Select the inverse of each function. a. \( f(x)=-3 x-12 \) \[ \begin{array}{l}\text { A) } f^{-1}(x)=-3 x+36 \\ \text { B) } f^{-1}(x)=-\frac{1}{3} x-4 \\ \text { C) } f^{-1}(x)=-4 x-\frac{1}{3} \\ \text { D) } f^{-1}(x)=3 x+12\end{array} \] Part B b. \( g(x)=\frac{1}{3} x-12 \)

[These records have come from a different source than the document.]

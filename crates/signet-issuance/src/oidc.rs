//! OIDC identity token verification.
//!
//! Tokens are checked against the signing keys their issuer publishes through
//! OIDC discovery. The flow for each token is:
//!
//! 1. Decode the header and the `iss` claim without trusting either
//! 2. Look up the issuer in the [`IssuerRegistry`]
//! 3. Fetch (or reuse) the issuer's JWKS via `{issuer}/.well-known/openid-configuration`
//! 4. Verify the signature with the key named by `kid`, or every key when the
//!    token carries none
//! 5. Check `exp` (no leeway) and `iat`/`nbf` (60 s leeway for clock skew)
//! 6. Check that `aud` contains the issuer's configured client id
//! 7. Derive the subject according to the issuer's [`IdentityType`]
//!
//! Failures to reach the issuer surface as [`OidcError::IssuerUnreachable`]
//! (upstream class), distinct from credential errors. Nothing is retried.
//!
//! # Security Model
//!
//! - **Issuer allowlist**: only issuers present in the registry are contacted
//! - **Asymmetric only**: HMAC-signed tokens are rejected outright
//! - **Per-issuer key sets**: a key published by one issuer never verifies another's token
//! - **Verified subject only**: the subject is read from verified claims, never the request

use std::collections::HashMap;
use std::sync::Arc;
use std::time::Duration;

use jsonwebtoken::jwk::{Jwk, PublicKeyUse};
use jsonwebtoken::{decode, decode_header, Algorithm, DecodingKey, Header, Validation};
use serde::{Deserialize, Serialize};
use serde_json::{Map, Value};
use tokio::sync::{Mutex, RwLock};
use tokio::time::Instant;
use tracing::{debug, info, warn};

use crate::config::{IdentityType, IssuerConfig, IssuerRegistry};
use crate::identity::{SpiffeId, SubjectKind, VerifiedIdentity, WorkflowAttributes};
use crate::ErrorClass;

/// How long a fetched JWKS is trusted before it is fetched again.
pub const DEFAULT_JWKS_TTL: Duration = Duration::from_secs(3600);

/// Timeout for discovery and JWKS requests.
pub const DEFAULT_HTTP_TIMEOUT: Duration = Duration::from_secs(10);

/// Allowed clock skew for `iat` and `nbf`.
pub const DEFAULT_ISSUED_AT_LEEWAY: Duration = Duration::from_secs(60);

/// Minimum age of a cached JWKS before an unknown `kid` forces a refetch.
const MIN_FORCED_REFRESH_AGE: Duration = Duration::from_secs(30);

// ═══════════════════════════════════════════════════════════════════════════
// CONFIGURATION
// ═══════════════════════════════════════════════════════════════════════════

/// Tunables for [`TokenVerifier`].
#[derive(Clone, Debug)]
pub struct VerifierConfig {
    /// How long to cache each issuer's JWKS.
    pub jwks_ttl: Duration,
    /// Timeout for outbound discovery and JWKS requests.
    pub http_timeout: Duration,
    /// Allowed clock skew for `iat` and `nbf`.
    pub issued_at_leeway: Duration,
}

impl Default for VerifierConfig {
    fn default() -> Self {
        Self {
            jwks_ttl: DEFAULT_JWKS_TTL,
            http_timeout: DEFAULT_HTTP_TIMEOUT,
            issued_at_leeway: DEFAULT_ISSUED_AT_LEEWAY,
        }
    }
}

impl VerifierConfig {
    /// Set the JWKS cache TTL.
    pub fn with_jwks_ttl(mut self, ttl: Duration) -> Self {
        self.jwks_ttl = ttl;
        self
    }

    /// Set the outbound HTTP timeout.
    pub fn with_http_timeout(mut self, timeout: Duration) -> Self {
        self.http_timeout = timeout;
        self
    }

    /// Set the allowed clock skew for `iat` and `nbf`.
    pub fn with_issued_at_leeway(mut self, leeway: Duration) -> Self {
        self.issued_at_leeway = leeway;
        self
    }
}

// ═══════════════════════════════════════════════════════════════════════════
// CLAIMS
// ═══════════════════════════════════════════════════════════════════════════

/// The only claim read before the signature is checked.
#[derive(Debug, Deserialize)]
struct UntrustedClaims {
    iss: Option<String>,
}

/// `aud` may be a single string or an array of strings.
#[derive(Debug, Clone, Deserialize, Serialize)]
#[serde(untagged)]
enum Audience {
    One(String),
    Many(Vec<String>),
}

impl Audience {
    fn contains(&self, client_id: &str) -> bool {
        match self {
            Audience::One(aud) => aud == client_id,
            Audience::Many(auds) => auds.iter().any(|a| a == client_id),
        }
    }
}

/// Claims read after the signature has been verified.
#[derive(Debug, Clone, Deserialize)]
struct TokenClaims {
    iss: String,
    #[serde(default)]
    sub: Option<String>,
    #[serde(default)]
    aud: Option<Audience>,
    #[serde(default)]
    exp: Option<u64>,
    #[serde(default)]
    iat: Option<u64>,
    #[serde(default)]
    nbf: Option<u64>,
    /// Everything else, consumed by identity-type specific extraction.
    #[serde(flatten)]
    extra: Map<String, Value>,
}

Function by following steps: - step0: Find the inverse: \(f\left(x\right)=-3x-12\) - step1: Replace \(f\left(x\right)\) with \(y:\) \(y=-3x-12\) - step2: Interchange the variables: \(x=-3y-12\) - step3: Swap the sides: \(-3y-12=x\) - step4: Move the constant to the right side: \(-3y=x+12\) - step5: Change the signs: \(3y=-x-12\) - step6: Divide both sides: \(\frac{3y}{3}=\frac{-x-12}{3}\) - step7: Divide the numbers: \(y=-\frac{x+12}{3}\) - step8: Replace \(y\) with \(f^{-1}\left(x\right):\) \(f^{-1}\left(x\right) = -\frac{x+12}{3}\) Find the inverse of the function \( g(x)=\frac{1}{3} x-12 \) Function by following steps: - step0: Find the inverse: \(g\left(x\right)=\frac{1}{3}x-12\) - step1: Replace \(g\left(x\right)\) with \(y:\) \(y=\frac{1}{3}x-12\) - step2: Interchange the variables: \(x=\frac{1}{3}y-12\) - step3: Swap the sides: \(\frac{1}{3}y-12=x\) - step4: Move the constant to the right side: \(\frac{1}{3}y=x+12\) - step5: Multiply by the reciprocal: \(\frac{1}{3}y\times 3=\left(x+12\right)\times 3\) - step6: Multiply: \(y=3x+36\) - step7: Replace \(y\) with \(g^{-1}\left(x\right):\) \(g^{-1}\left(x\right) = 3x+36\) Let's find the inverses of the given functions step by step. ### Part A: Finding the Inverse of \( f(x) = -3x - 12 \) 1. **Set the function equal to \( y \)**: \[ y = -3x - 12 \] 2. **Swap \( x \) and \( y \)**: \[ x = -3y - 12 \] 3. **Solve for \( y \)**: \[ x + 12 = -3y \] \[ y = -\frac{x + 12}{3} \] Thus, the inverse function is: \[ f^{-1}(x) = -\frac{x + 12}{3} \] Now, let's check the options provided: - A) \( f^{-1}(x) = -3x + 36 \) - B) \( f^{-1}(x) = -\frac{1}{3}x - 4 \) - C) \( f^{-1}(x) = -4x - \frac{1}{3} \) - D) \( f^{-1}(x) = 3x + 12 \) None of the options match the calculated inverse \( f^{-1}(x) = -\frac{x + 12}{3} \). ### Part B: Finding the Inverse of \( g(x) = \frac{1}{3}x - 12 \) 1. **Set the function equal to \( y \)**: \[ y = \frac{1}{3}x - 12 \] 2. **Swap \( x \) and \( y \)**: \[ x = \frac{1}{3}y - 12 \] 3. **Solve for \( y \)**: \[ x + 12 = \frac{1}{3}y \] \[ y = 3(x + 12) \] \[ y = 3x + 36 \] Thus, the inverse function is: \[ g^{-1}(x) = 3x + 36 \] In summary: - The inverse of \( f(x) = -3x - 12 \) is \( f^{-1}(x) = -\frac{x + 12}{3} \) (not listed in the options). - The inverse of \( g(x) = \frac{1}{3}x - 12 \) is \( g^{-1}(x) = 3x + 36 \).